Há quem considere o três um número mágico, mas o governo chinês está apostando no 300 – a quantidade de reformas que pretende implementar nos próximos cinco anos. Apresentadas no encontro do Comitê Central do Partido Comunista em julho de 2024 – a Terceira Plenária –, as reformas abrangem desde economia e segurança nacional até questões culturais e sociais.
A nova visão da reforma econômica da China se baseia em uma estratégia de crescimento econômico e de estabelecer uma posição mais forte no cenário global. Nessa jornada, o país vai enfrentar desafios significativos, que incluem possíveis confrontos com o Ocidente e a limitação do crescimento econômico em favor da segurança nacional e do controle estatal.
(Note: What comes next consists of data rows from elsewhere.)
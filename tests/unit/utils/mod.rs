mod telemetry_test;
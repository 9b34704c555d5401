// Copyright (c) 2025 Kirky.X
//
// Licensed under the MIT License
// See LICENSE file in the project root for full license information.

/// 基础设施层模块
///
/// 该模块包含系统与外部系统交互的实现：
/// - 指标（metrics）：Prometheus 指标导出
/// - 服务（services）：Discord 与 SMTP 通知渠道
///
/// 基础设施层依赖于领域层的抽象接口。
pub mod metrics;
pub mod services;
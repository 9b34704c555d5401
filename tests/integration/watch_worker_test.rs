// Copyright (c) 2025 Kirky.X
//
// Licensed under the MIT License
// See LICENSE file in the project root for full license information.

use super::helpers::mock_fetcher::MockFetcher;
use super::helpers::mock_notifier::RecordingNotifier;
use super::helpers::{worker_with, WEBSITE_URL};
use pagewatch::workers::watch_worker::WatchWorker;
use pagewatch::workers::watch_worker::CycleOutcome;
use pagewatch::workers::Worker;
use std::sync::Arc;
use std::time::Duration;

const INTERVAL: Duration = Duration::from_secs(60);

#[tokio::test]
async fn test_no_match_does_not_notify() {
    let fetcher = Arc::new(MockFetcher::page(
        "<html><body><p>Sold out</p></body></html>",
    ));
    let notifier = Arc::new(RecordingNotifier::new());
    let worker = worker_with(fetcher.clone(), notifier.clone(), "in stock", INTERVAL);

    let outcome = worker.run_cycle().await;

    assert_eq!(outcome, CycleOutcome::NoMatch);
    assert_eq!(fetcher.calls(), 1);
    assert!(notifier.sent().is_empty());
}

#[tokio::test]
async fn test_match_notifies_once_with_links() {
    let fetcher = Arc::new(MockFetcher::page(
        r#"<html><body><a href="/products/7">Blue Widget in stock</a></body></html>"#,
    ));
    let notifier = Arc::new(RecordingNotifier::new());
    let worker = worker_with(fetcher, notifier.clone(), "In Stock", INTERVAL);

    let outcome = worker.run_cycle().await;

    let expected = vec!["https://x.test/products/7".to_string()];
    assert_eq!(
        outcome,
        CycleOutcome::Notified {
            links: expected.clone()
        }
    );
    let sent = notifier.sent();
    assert_eq!(sent.len(), 1);
    assert_eq!(sent[0].links, expected);
    assert_eq!(sent[0].phrase, "In Stock");
    assert_eq!(sent[0].source_url, WEBSITE_URL);
}

#[tokio::test]
async fn test_match_without_links_falls_back_to_website() {
    let fetcher = Arc::new(MockFetcher::page(
        "<html><body><p>Now in stock!</p></body></html>",
    ));
    let notifier = Arc::new(RecordingNotifier::new());
    let worker = worker_with(fetcher, notifier.clone(), "in stock", INTERVAL);

    worker.run_cycle().await;

    assert_eq!(notifier.sent()[0].links, vec![WEBSITE_URL.to_string()]);
}

#[tokio::test]
async fn test_fetch_failure_skips_notification() {
    let fetcher = Arc::new(MockFetcher::status(503));
    let notifier = Arc::new(RecordingNotifier::new());
    let worker = worker_with(fetcher, notifier.clone(), "in stock", INTERVAL);

    assert_eq!(worker.run_cycle().await, CycleOutcome::FetchFailed);
    assert!(notifier.sent().is_empty());
}

#[tokio::test]
async fn test_malformed_bytes_still_notify() {
    let fetcher = Arc::new(MockFetcher::raw(
        b"<html><body><p>Caf\xe9</p><a href=\"/products/3\">Back in stock</a></body></html>",
    ));
    let notifier = Arc::new(RecordingNotifier::new());
    let worker = worker_with(fetcher, notifier.clone(), "in stock", INTERVAL);

    assert_eq!(
        worker.run_cycle().await,
        CycleOutcome::Notified {
            links: vec!["https://x.test/products/3".to_string()]
        }
    );
    assert_eq!(notifier.sent().len(), 1);
}

#[tokio::test]
async fn test_unusable_website_url_skips_notification() {
    let fetcher = Arc::new(MockFetcher::page("<html><body>in stock</body></html>"));
    let notifier = Arc::new(RecordingNotifier::new());
    let worker = WatchWorker::new(
        fetcher,
        notifier.clone(),
        "relative/page".to_string(),
        "in stock".to_string(),
        INTERVAL,
    );

    assert_eq!(worker.run_cycle().await, CycleOutcome::ParseFailed);
    assert!(notifier.sent().is_empty());
}

#[tokio::test]
async fn test_notify_failure_is_contained() {
    let fetcher = Arc::new(MockFetcher::page(
        r#"<html><body><a href="/products/1">in stock</a></body></html>"#,
    ));
    let notifier = Arc::new(RecordingNotifier::failing());
    let worker = worker_with(fetcher, notifier, "in stock", INTERVAL);

    assert_eq!(
        worker.run_cycle().await,
        CycleOutcome::NotifyFailed {
            links: vec!["https://x.test/products/1".to_string()]
        }
    );
}

#[tokio::test(start_paused = true)]
async fn test_run_checks_immediately_then_every_interval() {
    let fetcher = Arc::new(MockFetcher::page(
        "<html><body><p>Sold out</p></body></html>",
    ));
    let notifier = Arc::new(RecordingNotifier::new());
    let worker = worker_with(fetcher.clone(), notifier, "in stock", INTERVAL);

    // Ticks at 0s, 60s and 120s fall inside the window
    let _ = tokio::time::timeout(Duration::from_secs(150), worker.run()).await;

    assert_eq!(fetcher.calls(), 3);
}

#[tokio::test(start_paused = true)]
async fn test_run_keeps_going_after_failures() {
    let fetcher = Arc::new(MockFetcher::status(500));
    let notifier = Arc::new(RecordingNotifier::new());
    let worker = worker_with(fetcher.clone(), notifier.clone(), "in stock", INTERVAL);

    let _ = tokio::time::timeout(Duration::from_secs(150), worker.run()).await;

    assert_eq!(fetcher.calls(), 3);
    assert!(notifier.sent().is_empty());
}
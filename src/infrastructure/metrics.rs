// Copyright (c) 2025 Kirky.X
//
// Licensed under the MIT License
// See LICENSE file in the project root for full license information.

use metrics::{describe_counter, describe_histogram};
use metrics_exporter_prometheus::PrometheusBuilder;
use std::net::SocketAddr;
use tracing::{info, warn};

pub const CHECKS_TOTAL: &str = "pagewatch_checks_total";
pub const MATCHES_TOTAL: &str = "pagewatch_matches_total";
pub const FETCH_FAILURES_TOTAL: &str = "pagewatch_fetch_failures_total";
pub const FETCH_DURATION_SECONDS: &str = "pagewatch_fetch_duration_seconds";
pub const NOTIFICATIONS_TOTAL: &str = "pagewatch_notifications_total";
pub const NOTIFICATION_FAILURES_TOTAL: &str = "pagewatch_notification_failures_total";

/// 启动 Prometheus 指标导出器
///
/// 未调用时指标宏为空操作
pub fn init_metrics(addr: SocketAddr) {
    let builder = PrometheusBuilder::new();

    // Ignore error if address is already in use (for development/testing)
    if let Err(e) = builder.with_http_listener(addr).install() {
        warn!(
            "Failed to install Prometheus recorder: {}. This might happen if the port is already in use.",
            e
        );
        return;
    }

    describe_counter!(CHECKS_TOTAL, "Total number of page checks started");
    describe_counter!(MATCHES_TOTAL, "Total number of checks where the phrase was found");
    describe_counter!(FETCH_FAILURES_TOTAL, "Total number of failed page fetches");
    describe_histogram!(FETCH_DURATION_SECONDS, "Duration of page fetches in seconds");
    describe_counter!(NOTIFICATIONS_TOTAL, "Total number of notifications delivered");
    describe_counter!(
        NOTIFICATION_FAILURES_TOTAL,
        "Total number of notifications that failed to deliver"
    );

    info!("Metrics exporter listening on {}", addr);
}
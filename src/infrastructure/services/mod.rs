// Copyright (c) 2025 Kirky.X
//
// Licensed under the MIT License
// See LICENSE file in the project root for full license information.

/// 基础设施服务模块
///
/// 通知渠道的具体实现
pub mod discord_notifier;
pub mod email_notifier;

use crate::config::settings::NotifierSettings;
use crate::domain::services::notifier::Notifier;
use crate::utils::errors::NotifyError;
use discord_notifier::DiscordNotifier;
use email_notifier::EmailNotifier;
use std::sync::Arc;
use std::time::Duration;

/// 根据配置创建通知渠道
///
/// `request_timeout` 用于基于 HTTP 的通知渠道
pub fn build_notifier(
    settings: &NotifierSettings,
    request_timeout: Duration,
) -> Result<Arc<dyn Notifier>, NotifyError> {
    Ok(match settings {
        NotifierSettings::Discord(discord) => Arc::new(DiscordNotifier::new(
            discord.webhook_url.clone(),
            request_timeout,
        )?),
        NotifierSettings::Email(email) => Arc::new(EmailNotifier::new(email)?),
    })
}
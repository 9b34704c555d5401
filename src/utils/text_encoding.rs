// Copyright (c) 2025 Kirky.X
//
// Licensed under the MIT License
// See LICENSE file in the project root for full license information.

use chardetng::EncodingDetector;
use encoding_rs::Encoding;
use tracing::{debug, warn};

/// 将原始响应字节解码为UTF-8字符串
///
/// 优先使用 BOM，其次是 `Content-Type` 中声明的字符集，
/// 最后才使用 chardetng 进行检测。无法识别的字符集标签会被忽略。
/// 非法字节替换为 U+FFFD，解码本身不会失败。
pub fn decode_html(input: &[u8], content_type: Option<&str>) -> String {
    if let Some((encoding, bom_len)) = Encoding::for_bom(input) {
        debug!("BOM detected: {}", encoding.name());
        return decode_lossy(encoding, &input[bom_len..]);
    }

    if let Some(label) = content_type.and_then(charset_from_content_type) {
        match Encoding::for_label(label.as_bytes()) {
            Some(encoding) => {
                debug!("Declared charset: {}", encoding.name());
                return decode_lossy(encoding, input);
            }
            None => warn!("Unknown charset label '{}', detecting instead", label),
        }
    }

    // Fast path for the common case
    if let Ok(utf8_str) = std::str::from_utf8(input) {
        return utf8_str.to_string();
    }

    let mut detector = EncodingDetector::new();
    detector.feed(input, true);
    let encoding = detector.guess(None, true);
    debug!("Detected charset: {}", encoding.name());

    decode_lossy(encoding, input)
}

fn decode_lossy(encoding: &'static Encoding, input: &[u8]) -> String {
    let (decoded, _, had_errors) = encoding.decode(input);
    if had_errors {
        warn!("Malformed {} input, replaced invalid bytes", encoding.name());
    }
    decoded.into_owned()
}

fn charset_from_content_type(content_type: &str) -> Option<&str> {
    content_type.split(';').skip(1).find_map(|param| {
        let (key, value) = param.split_once('=')?;
        if key.trim().eq_ignore_ascii_case("charset") {
            Some(value.trim().trim_matches('"'))
        } else {
            None
        }
    })
}
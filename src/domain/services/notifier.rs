// Copyright (c) 2025 Kirky.X
//
// Licensed under the MIT License
// See LICENSE file in the project root for full license information.

use crate::domain::models::notification::Notification;
use crate::utils::errors::NotifyError;
use async_trait::async_trait;

/// 通知渠道特质
///
/// 启动时根据配置选择具体实现（Discord Webhook 或 SMTP 邮件）
#[async_trait]
pub trait Notifier: Send + Sync {
    /// 发送匹配通知
    ///
    /// # 参数
    ///
    /// * `notification` - 通知内容
    ///
    /// # 返回值
    ///
    /// * `Ok(())` - 发送成功
    /// * `Err(NotifyError)` - 发送失败
    async fn notify(&self, notification: &Notification) -> Result<(), NotifyError>;

    /// 渠道名称
    fn name(&self) -> &'static str;
}
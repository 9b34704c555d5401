// Copyright (c) 2025 Kirky.X
//
// Licensed under the MIT License
// See LICENSE file in the project root for full license information.

/// 领域服务模块
///
/// 包含的服务：
/// - 文本匹配（text_matcher）：不区分大小写的子串匹配
/// - 链接提取（link_extractor）：为匹配的文本找出最相关的链接
/// - 匹配流程（match_pipeline）：解析、匹配、提取与回退
/// - 通知（notifier）：通知渠道抽象
pub mod link_extractor;
pub mod match_pipeline;
pub mod notifier;
pub mod text_matcher;
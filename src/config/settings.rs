// Copyright 2025 Kirky.X
//
// Licensed under the Apache License, Version 2.0 (the "License");
// you may not use this file except in compliance with the License.
// You may obtain a copy of the License at
//
//     http://www.apache.org/licenses/LICENSE-2.0
//
// Unless required by applicable law or agreed to in writing, software
// distributed under the License is distributed on an "AS IS" BASIS,
// WITHOUT WARRANTIES OR CONDITIONS OF ANY KIND, either express or implied.
// See the License for the specific language governing permissions and
// limitations under the License.

use crate::engines::reqwest_engine::DEFAULT_USER_AGENT;
use config::{Config, Environment, File, Map};
use lettre::message::Mailbox;
use serde::Deserialize;
use std::net::SocketAddr;
use std::time::Duration;
use thiserror::Error;
use tracing::warn;
use url::Url;

/// 配置错误类型
///
/// 均为启动时的致命错误
#[derive(Error, Debug)]
pub enum SettingsError {
    #[error("Failed to load configuration: {0}")]
    Load(#[from] config::ConfigError),

    #[error("{0} environment variable is required")]
    Missing(&'static str),

    #[error("Invalid {key}: {reason}")]
    InvalidUrl { key: &'static str, reason: String },

    #[error("Invalid {key} format: {value:?}. Use format like '5m', '1h', etc.")]
    InvalidDuration { key: &'static str, value: String },

    #[error("Invalid {key}: {value:?}")]
    InvalidValue { key: &'static str, value: String },

    #[error("No notifier configured: set DISCORD_WEBHOOK or SMTP_HOST/EMAIL_FROM/EMAIL_TO")]
    MissingNotifier,
}

/// 环境变量中的原始配置
#[derive(Debug, Deserialize)]
struct RawSettings {
    website_url: Option<String>,
    search_text: Option<String>,
    check_interval: String,
    request_timeout: String,
    user_agent: String,
    discord_webhook: Option<String>,
    smtp_host: Option<String>,
    smtp_port: u16,
    smtp_username: Option<String>,
    smtp_password: Option<String>,
    smtp_tls: String,
    email_from: Option<String>,
    email_to: Option<String>,
    metrics_addr: Option<String>,
}

/// 应用程序配置设置
#[derive(Debug, Clone)]
pub struct Settings {
    /// 被检查的页面
    pub website_url: String,
    /// 搜索文本
    pub search_text: String,
    /// 检查间隔
    pub check_interval: Duration,
    /// 单次请求超时
    pub request_timeout: Duration,
    pub user_agent: String,
    /// 通知渠道配置
    pub notifier: NotifierSettings,
    /// Prometheus 指标监听地址，未设置时不启用
    pub metrics_addr: Option<SocketAddr>,
}

/// 通知渠道配置
#[derive(Debug, Clone)]
pub enum NotifierSettings {
    Discord(DiscordSettings),
    Email(EmailSettings),
}

/// Discord Webhook 配置
#[derive(Debug, Clone)]
pub struct DiscordSettings {
    pub webhook_url: String,
}

/// SMTP 传输安全模式
#[derive(Debug, Clone, Copy, PartialEq, Eq)]
pub enum SmtpTls {
    /// 明文连接后升级
    StartTls,
    /// 直接TLS连接
    Tls,
    /// 不加密
    None,
}

/// SMTP 邮件配置
#[derive(Debug, Clone)]
pub struct EmailSettings {
    pub host: String,
    pub port: u16,
    pub tls: SmtpTls,
    /// 用户名与密码，需同时设置
    pub credentials: Option<(String, String)>,
    pub from: Mailbox,
    pub to: Mailbox,
}

impl Settings {
    /// 创建新的配置实例
    ///
    /// 依次读取默认值、`config/default` 配置文件（可选）和进程环境变量
    ///
    /// # Returns
    ///
    /// * `Ok(Settings)` - 成功加载并校验的配置
    /// * `Err(SettingsError)` - 缺少必填项或格式错误
    pub fn new() -> Result<Self, SettingsError> {
        Self::load(None)
    }

    /// 从给定的环境变量集合加载配置，`None` 表示使用进程环境变量
    pub fn load(env: Option<Map<String, String>>) -> Result<Self, SettingsError> {
        let builder = Config::builder()
            .set_default("check_interval", "5m")?
            .set_default("request_timeout", "30s")?
            .set_default("user_agent", DEFAULT_USER_AGENT)?
            .set_default("smtp_port", 587)?
            .set_default("smtp_tls", "starttls")?
            .add_source(File::with_name("config/default").required(false))
            .add_source(Environment::default().ignore_empty(true).source(env));

        let raw: RawSettings = builder.build()?.try_deserialize()?;
        raw.validate()
    }
}

impl RawSettings {
    fn validate(self) -> Result<Settings, SettingsError> {
        let website_url = required("WEBSITE_URL", self.website_url)?;
        let parsed = Url::parse(&website_url).map_err(|e| SettingsError::InvalidUrl {
            key: "WEBSITE_URL",
            reason: e.to_string(),
        })?;
        if !matches!(parsed.scheme(), "http" | "https") {
            return Err(SettingsError::InvalidUrl {
                key: "WEBSITE_URL",
                reason: format!("unsupported scheme {}", parsed.scheme()),
            });
        }

        let search_text = required("SEARCH_TEXT", self.search_text)?;
        let check_interval = parse_duration("CHECK_INTERVAL", &self.check_interval)?;
        let request_timeout = parse_duration("REQUEST_TIMEOUT", &self.request_timeout)?;

        let metrics_addr = self
            .metrics_addr
            .map(|addr| {
                addr.parse::<SocketAddr>()
                    .map_err(|_| SettingsError::InvalidValue {
                        key: "METRICS_ADDR",
                        value: addr.clone(),
                    })
            })
            .transpose()?;

        let notifier = match (self.discord_webhook, self.smtp_host) {
            (Some(webhook_url), smtp_host) => {
                if smtp_host.is_some() {
                    warn!("Both DISCORD_WEBHOOK and SMTP_HOST are set, using Discord");
                }
                Url::parse(&webhook_url).map_err(|e| SettingsError::InvalidUrl {
                    key: "DISCORD_WEBHOOK",
                    reason: e.to_string(),
                })?;
                NotifierSettings::Discord(DiscordSettings { webhook_url })
            }
            (None, Some(host)) => NotifierSettings::Email(EmailSettings {
                host,
                port: self.smtp_port,
                tls: parse_tls(&self.smtp_tls)?,
                credentials: match (self.smtp_username, self.smtp_password) {
                    (Some(user), Some(pass)) => Some((user, pass)),
                    (None, None) => None,
                    (Some(_), None) => return Err(SettingsError::Missing("SMTP_PASSWORD")),
                    (None, Some(_)) => return Err(SettingsError::Missing("SMTP_USERNAME")),
                },
                from: parse_mailbox("EMAIL_FROM", required("EMAIL_FROM", self.email_from)?)?,
                to: parse_mailbox("EMAIL_TO", required("EMAIL_TO", self.email_to)?)?,
            }),
            (None, None) => return Err(SettingsError::MissingNotifier),
        };

        Ok(Settings {
            website_url,
            search_text,
            check_interval,
            request_timeout,
            user_agent: self.user_agent,
            notifier,
            metrics_addr,
        })
    }
}

fn required(key: &'static str, value: Option<String>) -> Result<String, SettingsError> {
    value
        .filter(|v| !v.is_empty())
        .ok_or(SettingsError::Missing(key))
}

fn parse_duration(key: &'static str, value: &str) -> Result<Duration, SettingsError> {
    match humantime::parse_duration(value.trim()) {
        Ok(d) if !d.is_zero() => Ok(d),
        _ => Err(SettingsError::InvalidDuration {
            key,
            value: value.to_string(),
        }),
    }
}

fn parse_tls(value: &str) -> Result<SmtpTls, SettingsError> {
    match value.to_ascii_lowercase().as_str() {
        "starttls" => Ok(SmtpTls::StartTls),
        "tls" => Ok(SmtpTls::Tls),
        "none" => Ok(SmtpTls::None),
        _ => Err(SettingsError::InvalidValue {
            key: "SMTP_TLS",
            value: value.to_string(),
        }),
    }
}

fn parse_mailbox(key: &'static str, value: String) -> Result<Mailbox, SettingsError> {
    value
        .parse::<Mailbox>()
        .map_err(|_| SettingsError::InvalidValue { key, value })
}

#[cfg(test)]
#[path = "settings_test.rs"]
mod tests;
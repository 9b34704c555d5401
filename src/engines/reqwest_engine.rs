// Copyright 2025 Kirky.X
//
// Licensed under the Apache License, Version 2.0 (the "License");
// you may not use this file except in compliance with the License.
// You may obtain a copy of the License at
//
//     http://www.apache.org/licenses/LICENSE-2.0
//
// Unless required by applicable law or agreed to in writing, software
// distributed under the License is distributed on an "AS IS" BASIS,
// WITHOUT WARRANTIES OR CONDITIONS OF ANY KIND, either express or implied.
// See the License for the specific language governing permissions and
// limitations under the License.

use crate::engines::traits::{EngineError, FetchResponse, PageFetcher};
use async_trait::async_trait;
use std::time::{Duration, Instant};

/// 默认 User-Agent
pub const DEFAULT_USER_AGENT: &str = concat!("pagewatch/", env!("CARGO_PKG_VERSION"));

/// 抓取引擎
///
/// 基于reqwest实现的HTTP抓取引擎，客户端在进程内复用
pub struct ReqwestEngine {
    client: reqwest::Client,
}

impl ReqwestEngine {
    /// 创建抓取引擎
    ///
    /// # 参数
    ///
    /// * `user_agent` - 请求使用的 User-Agent
    /// * `timeout` - 单次请求超时时间
    pub fn new(user_agent: &str, timeout: Duration) -> Result<Self, EngineError> {
        let client = reqwest::Client::builder()
            .user_agent(user_agent)
            .timeout(timeout)
            .cookie_store(true)
            .build()?;
        Ok(Self { client })
    }
}

#[async_trait]
impl PageFetcher for ReqwestEngine {
    /// 执行HTTP抓取
    ///
    /// # 参数
    ///
    /// * `url` - 目标URL
    ///
    /// # 返回值
    ///
    /// * `Ok(FetchResponse)` - 2xx响应
    /// * `Err(EngineError)` - 传输错误、超时或非2xx状态码
    async fn fetch(&self, url: &str) -> Result<FetchResponse, EngineError> {
        let start = Instant::now();
        let response = self.client.get(url).send().await.map_err(map_send_error)?;

        let status = response.status();
        if !status.is_success() {
            return Err(EngineError::UnexpectedStatus(status.as_u16()));
        }

        let content_type = response
            .headers()
            .get(reqwest::header::CONTENT_TYPE)
            .and_then(|v| v.to_str().ok())
            .map(str::to_string);

        let body = response.bytes().await.map_err(map_send_error)?.to_vec();

        Ok(FetchResponse {
            status_code: status.as_u16(),
            body,
            content_type,
            response_time_ms: start.elapsed().as_millis() as u64,
        })
    }

    fn name(&self) -> &'static str {
        "reqwest"
    }
}

fn map_send_error(e: reqwest::Error) -> EngineError {
    if e.is_timeout() {
        EngineError::Timeout
    } else {
        EngineError::RequestFailed(e)
    }
}

#[cfg(test)]
#[path = "reqwest_engine_test.rs"]
mod tests;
O plano de reformas surge em um momento crucial para a economia chinesa, que enfrenta desequilíbrios estruturais, baixa confiança e tensões geopolíticas intensificadas. Ainda há muitas dúvidas sobre os detalhes, a implementação e os impactos dessas mudanças na economia, na política externa, na sociedade e no setor de pesquisa e desenvolvimento.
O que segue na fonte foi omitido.